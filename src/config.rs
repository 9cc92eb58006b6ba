//! Global configuration for pullseq runtime behavior.
//!
//! Settings here are process-wide, set once at startup and read when a
//! component is built. None of them are consulted on the per-element pull path.

use std::sync::atomic::{AtomicBool, AtomicUsize, Ordering};

/// Default number of parallel-consumer workers per hardware thread.
pub const DEFAULT_WORKER_MULTIPLIER: usize = 2;

/// Workers per available hardware thread for [`crate::parallel`].
static WORKER_MULTIPLIER: AtomicUsize = AtomicUsize::new(DEFAULT_WORKER_MULTIPLIER);

/// Set how many parallel-consumer workers are started per hardware thread.
///
/// Values below 1 are clamped to 1.
///
/// # Example
///
/// ```
/// use pullseq::config;
///
/// config::set_worker_multiplier(4);
/// assert_eq!(config::worker_multiplier(), 4);
/// config::set_worker_multiplier(config::DEFAULT_WORKER_MULTIPLIER);
/// ```
#[inline]
pub fn set_worker_multiplier(multiplier: usize) {
    WORKER_MULTIPLIER.store(multiplier.max(1), Ordering::Release);
}

/// Current worker multiplier.
#[inline]
pub fn worker_multiplier() -> usize {
    WORKER_MULTIPLIER.load(Ordering::Acquire)
}

/// Use small I/O buffers for file sources and sinks.
static LOW_MEMORY: AtomicBool = AtomicBool::new(false);

/// Switch file sources and sinks to the low-memory buffer sizes in
/// [`crate::io::buffers`]. Affects sequences opened after the call.
#[inline]
pub fn set_low_memory(enabled: bool) {
    LOW_MEMORY.store(enabled, Ordering::Release);
}

#[inline]
pub fn is_low_memory() -> bool {
    LOW_MEMORY.load(Ordering::Acquire)
}

/// Number of hardware threads, falling back to 1 when it cannot be queried.
pub fn hardware_parallelism() -> usize {
    std::thread::available_parallelism()
        .map(|n| n.get())
        .unwrap_or(1)
}

/// Size of the worker pool used by the parallel consumer.
pub fn worker_pool_size() -> usize {
    hardware_parallelism().saturating_mul(worker_multiplier())
}

#[cfg(test)]
mod tests {
    use super::*;
    use serial_test::serial;

    #[test]
    #[serial]
    fn test_default_multiplier() {
        set_worker_multiplier(DEFAULT_WORKER_MULTIPLIER);
        assert_eq!(worker_multiplier(), 2);
        assert_eq!(worker_pool_size(), hardware_parallelism() * 2);
    }

    #[test]
    #[serial]
    fn test_multiplier_clamped() {
        set_worker_multiplier(0);
        assert_eq!(worker_multiplier(), 1);
        assert_eq!(worker_pool_size(), hardware_parallelism());
        set_worker_multiplier(DEFAULT_WORKER_MULTIPLIER); // Reset
    }

    #[test]
    #[serial]
    fn test_low_memory_buffers() {
        use crate::io::buffers::{input_buffer_size, LOW_MEMORY_INPUT_BUFFER};

        set_low_memory(true);
        assert!(is_low_memory());
        assert_eq!(input_buffer_size(), LOW_MEMORY_INPUT_BUFFER);
        set_low_memory(false);
        assert!(!is_low_memory());
    }
}
//! Terminal materializers. All of them drain the sequence, so all of them
//! leave it closed.

use super::Sequence;
use crate::text::ToLine;
use rayon::prelude::*;
use rustc_hash::FxHashSet;
use std::cmp::Ordering;
use std::hash::Hash;

/// Drain `upstream` and sort with rayon's parallel stable sort.
pub(super) fn sort_parallel<T, F>(upstream: &mut Sequence<T>, compare: &F) -> Vec<T>
where
    T: Send + 'static,
    F: Fn(&T, &T) -> Ordering + Sync,
{
    let mut items: Vec<T> = upstream.by_ref().collect();
    items.par_sort_by(compare);
    items
}

impl<T: Send + 'static> Sequence<T> {
    pub fn to_list(self) -> Vec<T> {
        self.collect()
    }

    pub fn to_sorted_list_by<F>(mut self, compare: F) -> Vec<T>
    where
        F: Fn(&T, &T) -> Ordering + Sync,
    {
        sort_parallel(&mut self, &compare)
    }

    /// The first element; the rest of the sequence is closed unread.
    pub fn first(mut self) -> Option<T> {
        let item = self.next();
        self.close();
        item
    }
}

impl<T: Ord + Send + 'static> Sequence<T> {
    pub fn to_sorted_list(self) -> Vec<T> {
        self.to_sorted_list_by(Ord::cmp)
    }
}

impl<T: Eq + Hash + Send + 'static> Sequence<T> {
    pub fn to_set(self) -> FxHashSet<T> {
        self.collect()
    }
}

impl<T: ToLine + Send + 'static> Sequence<T> {
    /// Concatenate the text form of every element, separated by `separator`.
    pub fn join(self, separator: &str) -> String {
        let mut out = String::new();
        for (i, item) in self.enumerate() {
            if i > 0 {
                out.push_str(separator);
            }
            out.push_str(&item.to_line());
        }
        out
    }
}

#[cfg(test)]
mod tests {
    use super::*;

    #[test]
    fn test_to_list_closes() {
        let mut seq = Sequence::from_vec(vec![1, 2, 3]);
        let items: Vec<i32> = seq.by_ref().collect();
        assert_eq!(items, vec![1, 2, 3]);
        assert!(seq.is_closed());
    }

    #[test]
    fn test_to_set() {
        let set = Sequence::from_vec(vec![1, 2, 2, 3]).to_set();
        assert_eq!(set.len(), 3);
        assert!(set.contains(&2));
    }

    #[test]
    fn test_to_sorted_list() {
        let sorted = Sequence::from_vec(vec!["b", "c", "a"]).to_sorted_list();
        assert_eq!(sorted, vec!["a", "b", "c"]);
    }

    #[test]
    fn test_to_sorted_list_is_stable() {
        let pairs = vec![(2, 'a'), (1, 'b'), (2, 'c'), (1, 'd')];
        let sorted = Sequence::from_vec(pairs).to_sorted_list_by(|x, y| x.0.cmp(&y.0));
        assert_eq!(sorted, vec![(1, 'b'), (1, 'd'), (2, 'a'), (2, 'c')]);
    }

    #[test]
    fn test_join() {
        assert_eq!(Sequence::from_iter(1..=3).join(","), "1,2,3");
        assert_eq!(Sequence::<u8>::empty().join(","), "");
    }

    #[test]
    fn test_first() {
        assert_eq!(Sequence::from_iter(5..).first(), Some(5));
        assert_eq!(Sequence::<u8>::empty().first(), None);
    }
}
//! Lazy base operators.
//!
//! Each operator owns its upstream sequence, does work only when pulled, and
//! forwards `close` to everything it owns.

use super::{Sequence, Source};
use rustc_hash::FxHashSet;
use std::cmp::Ordering;
use std::hash::Hash;

pub struct Map<T, F> {
    upstream: Sequence<T>,
    f: F,
}

impl<T, U, F> Source<U> for Map<T, F>
where
    T: Send + 'static,
    F: FnMut(T) -> U + Send,
{
    fn pull(&mut self) -> Option<U> {
        self.upstream.next().map(&mut self.f)
    }

    fn close(&mut self) {
        self.upstream.close();
    }
}

pub struct Filter<T, P> {
    upstream: Sequence<T>,
    predicate: P,
}

impl<T, P> Source<T> for Filter<T, P>
where
    T: Send + 'static,
    P: FnMut(&T) -> bool + Send,
{
    fn pull(&mut self) -> Option<T> {
        loop {
            let item = self.upstream.next()?;
            if (self.predicate)(&item) {
                return Some(item);
            }
        }
    }

    fn close(&mut self) {
        self.upstream.close();
    }
}

pub struct FilterMap<T, F> {
    upstream: Sequence<T>,
    f: F,
}

impl<T, U, F> Source<U> for FilterMap<T, F>
where
    T: Send + 'static,
    F: FnMut(T) -> Option<U> + Send,
{
    fn pull(&mut self) -> Option<U> {
        loop {
            let item = self.upstream.next()?;
            if let Some(mapped) = (self.f)(item) {
                return Some(mapped);
            }
        }
    }

    fn close(&mut self) {
        self.upstream.close();
    }
}

pub struct FlatMap<T, F, C: IntoIterator> {
    upstream: Sequence<T>,
    f: F,
    current: Option<C::IntoIter>,
}

impl<T, U, F, C> Source<U> for FlatMap<T, F, C>
where
    T: Send + 'static,
    F: FnMut(T) -> C + Send,
    C: IntoIterator<Item = U>,
    C::IntoIter: Send,
{
    fn pull(&mut self) -> Option<U> {
        loop {
            if let Some(inner) = self.current.as_mut() {
                if let Some(item) = inner.next() {
                    return Some(item);
                }
                self.current = None;
            }
            let outer = self.upstream.next()?;
            self.current = Some((self.f)(outer).into_iter());
        }
    }

    fn close(&mut self) {
        self.current = None;
        self.upstream.close();
    }
}

pub struct Inspect<T, F> {
    upstream: Sequence<T>,
    f: F,
}

impl<T, F> Source<T> for Inspect<T, F>
where
    T: Send + 'static,
    F: FnMut(&T) + Send,
{
    fn pull(&mut self) -> Option<T> {
        let item = self.upstream.next()?;
        (self.f)(&item);
        Some(item)
    }

    fn close(&mut self) {
        self.upstream.close();
    }
}

pub struct Take<T> {
    upstream: Sequence<T>,
    remaining: usize,
}

impl<T: Send + 'static> Source<T> for Take<T> {
    fn pull(&mut self) -> Option<T> {
        if self.remaining == 0 {
            return None;
        }
        self.remaining -= 1;
        let item = self.upstream.next();
        if self.remaining == 0 {
            // Nothing more will be pulled; release upstream now.
            self.upstream.close();
        }
        item
    }

    fn close(&mut self) {
        self.upstream.close();
    }
}

pub struct Skip<T> {
    upstream: Sequence<T>,
    remaining: usize,
}

impl<T: Send + 'static> Source<T> for Skip<T> {
    fn pull(&mut self) -> Option<T> {
        while self.remaining > 0 {
            self.remaining -= 1;
            self.upstream.next()?;
        }
        self.upstream.next()
    }

    fn close(&mut self) {
        self.upstream.close();
    }
}

pub struct TakeWhile<T, P> {
    upstream: Sequence<T>,
    predicate: P,
    done: bool,
}

impl<T, P> Source<T> for TakeWhile<T, P>
where
    T: Send + 'static,
    P: FnMut(&T) -> bool + Send,
{
    fn pull(&mut self) -> Option<T> {
        if self.done {
            return None;
        }
        match self.upstream.next() {
            Some(item) if (self.predicate)(&item) => Some(item),
            _ => {
                self.done = true;
                self.upstream.close();
                None
            }
        }
    }

    fn close(&mut self) {
        self.upstream.close();
    }
}

pub struct DropWhile<T, P> {
    upstream: Sequence<T>,
    predicate: P,
    dropping: bool,
}

impl<T, P> Source<T> for DropWhile<T, P>
where
    T: Send + 'static,
    P: FnMut(&T) -> bool + Send,
{
    fn pull(&mut self) -> Option<T> {
        if self.dropping {
            self.dropping = false;
            loop {
                let item = self.upstream.next()?;
                if !(self.predicate)(&item) {
                    return Some(item);
                }
            }
        }
        self.upstream.next()
    }

    fn close(&mut self) {
        self.upstream.close();
    }
}

pub struct Concat<T> {
    first: Sequence<T>,
    second: Sequence<T>,
}

impl<T: Send + 'static> Source<T> for Concat<T> {
    fn pull(&mut self) -> Option<T> {
        self.first.next().or_else(|| self.second.next())
    }

    fn close(&mut self) {
        self.first.close();
        self.second.close();
    }
}

pub struct Zip<A, B> {
    left: Sequence<A>,
    right: Sequence<B>,
}

impl<A, B> Source<(A, B)> for Zip<A, B>
where
    A: Send + 'static,
    B: Send + 'static,
{
    fn pull(&mut self) -> Option<(A, B)> {
        let a = self.left.next()?;
        let b = self.right.next()?;
        Some((a, b))
    }

    fn close(&mut self) {
        self.left.close();
        self.right.close();
    }
}

pub struct Index<T> {
    upstream: Sequence<T>,
    position: usize,
}

impl<T: Send + 'static> Source<(usize, T)> for Index<T> {
    fn pull(&mut self) -> Option<(usize, T)> {
        let item = self.upstream.next()?;
        let position = self.position;
        self.position += 1;
        Some((position, item))
    }

    fn close(&mut self) {
        self.upstream.close();
    }
}

/// Buffers the whole upstream on first pull, then yields it sorted.
struct Sorted<T, F> {
    upstream: Sequence<T>,
    compare: F,
    buffer: Option<std::vec::IntoIter<T>>,
}

impl<T, F> Source<T> for Sorted<T, F>
where
    T: Send + 'static,
    F: Fn(&T, &T) -> Ordering + Send + Sync,
{
    fn pull(&mut self) -> Option<T> {
        if self.buffer.is_none() {
            let items = super::terminal::sort_parallel(&mut self.upstream, &self.compare);
            self.buffer = Some(items.into_iter());
        }
        self.buffer.as_mut()?.next()
    }

    fn close(&mut self) {
        self.buffer = None;
        self.upstream.close();
    }
}

/// Drops elements already seen, keeping first occurrences.
struct Distinct<T> {
    upstream: Sequence<T>,
    seen: FxHashSet<T>,
}

impl<T> Source<T> for Distinct<T>
where
    T: Eq + Hash + Clone + Send + 'static,
{
    fn pull(&mut self) -> Option<T> {
        loop {
            let item = self.upstream.next()?;
            if self.seen.insert(item.clone()) {
                return Some(item);
            }
        }
    }

    fn close(&mut self) {
        self.seen.clear();
        self.upstream.close();
    }
}

impl<T: Send + 'static> Sequence<T> {
    pub fn map<U, F>(self, f: F) -> Sequence<U>
    where
        U: Send + 'static,
        F: FnMut(T) -> U + Send + 'static,
    {
        Sequence::from_source(Map { upstream: self, f })
    }

    pub fn filter<P>(self, predicate: P) -> Sequence<T>
    where
        P: FnMut(&T) -> bool + Send + 'static,
    {
        Sequence::from_source(Filter {
            upstream: self,
            predicate,
        })
    }

    pub fn filter_map<U, F>(self, f: F) -> Sequence<U>
    where
        U: Send + 'static,
        F: FnMut(T) -> Option<U> + Send + 'static,
    {
        Sequence::from_source(FilterMap { upstream: self, f })
    }

    /// Map each element to a collection and flatten the results in order.
    pub fn flat_map<U, C, F>(self, f: F) -> Sequence<U>
    where
        U: Send + 'static,
        F: FnMut(T) -> C + Send + 'static,
        C: IntoIterator<Item = U> + 'static,
        C::IntoIter: Send + 'static,
    {
        Sequence::from_source(FlatMap::<T, F, C> {
            upstream: self,
            f,
            current: None,
        })
    }

    pub fn inspect<F>(self, f: F) -> Sequence<T>
    where
        F: FnMut(&T) + Send + 'static,
    {
        Sequence::from_source(Inspect { upstream: self, f })
    }

    /// First `n` elements. Upstream is closed as soon as the n-th is pulled.
    pub fn take(self, n: usize) -> Sequence<T> {
        let mut upstream = self;
        if n == 0 {
            upstream.close();
        }
        Sequence::from_source(Take {
            upstream,
            remaining: n,
        })
    }

    /// Discard the first `n` elements.
    pub fn skip(self, n: usize) -> Sequence<T> {
        Sequence::from_source(Skip {
            upstream: self,
            remaining: n,
        })
    }

    /// Elements up to (excluding) the first that fails `predicate`.
    /// The failing element is consumed and upstream is closed.
    pub fn take_while<P>(self, predicate: P) -> Sequence<T>
    where
        P: FnMut(&T) -> bool + Send + 'static,
    {
        Sequence::from_source(TakeWhile {
            upstream: self,
            predicate,
            done: false,
        })
    }

    pub fn drop_while<P>(self, predicate: P) -> Sequence<T>
    where
        P: FnMut(&T) -> bool + Send + 'static,
    {
        Sequence::from_source(DropWhile {
            upstream: self,
            predicate,
            dropping: true,
        })
    }

    /// All of `self` followed by all of `other`.
    pub fn concat(self, other: Sequence<T>) -> Sequence<T> {
        Sequence::from_source(Concat {
            first: self,
            second: other,
        })
    }

    /// Pairs elements positionally; ends with the shorter input.
    pub fn zip<U>(self, other: Sequence<U>) -> Sequence<(T, U)>
    where
        U: Send + 'static,
    {
        Sequence::from_source(Zip {
            left: self,
            right: other,
        })
    }

    /// Pair every element with its 0-based position.
    pub fn index(self) -> Sequence<(usize, T)> {
        Sequence::from_source(Index {
            upstream: self,
            position: 0,
        })
    }

    /// Buffering: sorts the whole upstream on first pull.
    pub fn sorted_by<F>(self, compare: F) -> Sequence<T>
    where
        F: Fn(&T, &T) -> Ordering + Send + Sync + 'static,
    {
        Sequence::from_source(Sorted {
            upstream: self,
            compare,
            buffer: None,
        })
    }
}

impl<T: Ord + Send + 'static> Sequence<T> {
    pub fn sorted(self) -> Sequence<T> {
        self.sorted_by(Ord::cmp)
    }
}

impl<T> Sequence<T>
where
    T: Eq + Hash + Clone + Send + 'static,
{
    /// First occurrence of every distinct element, in order. Buffers the set
    /// of elements seen so far.
    pub fn distinct(self) -> Sequence<T> {
        Sequence::from_source(Distinct {
            upstream: self,
            seen: FxHashSet::default(),
        })
    }
}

* YOUR TASK *
Search the listing above for lines with the word "when", and state how many there are, nothing else.

* RESPONSE TO THE EXERCISE *
3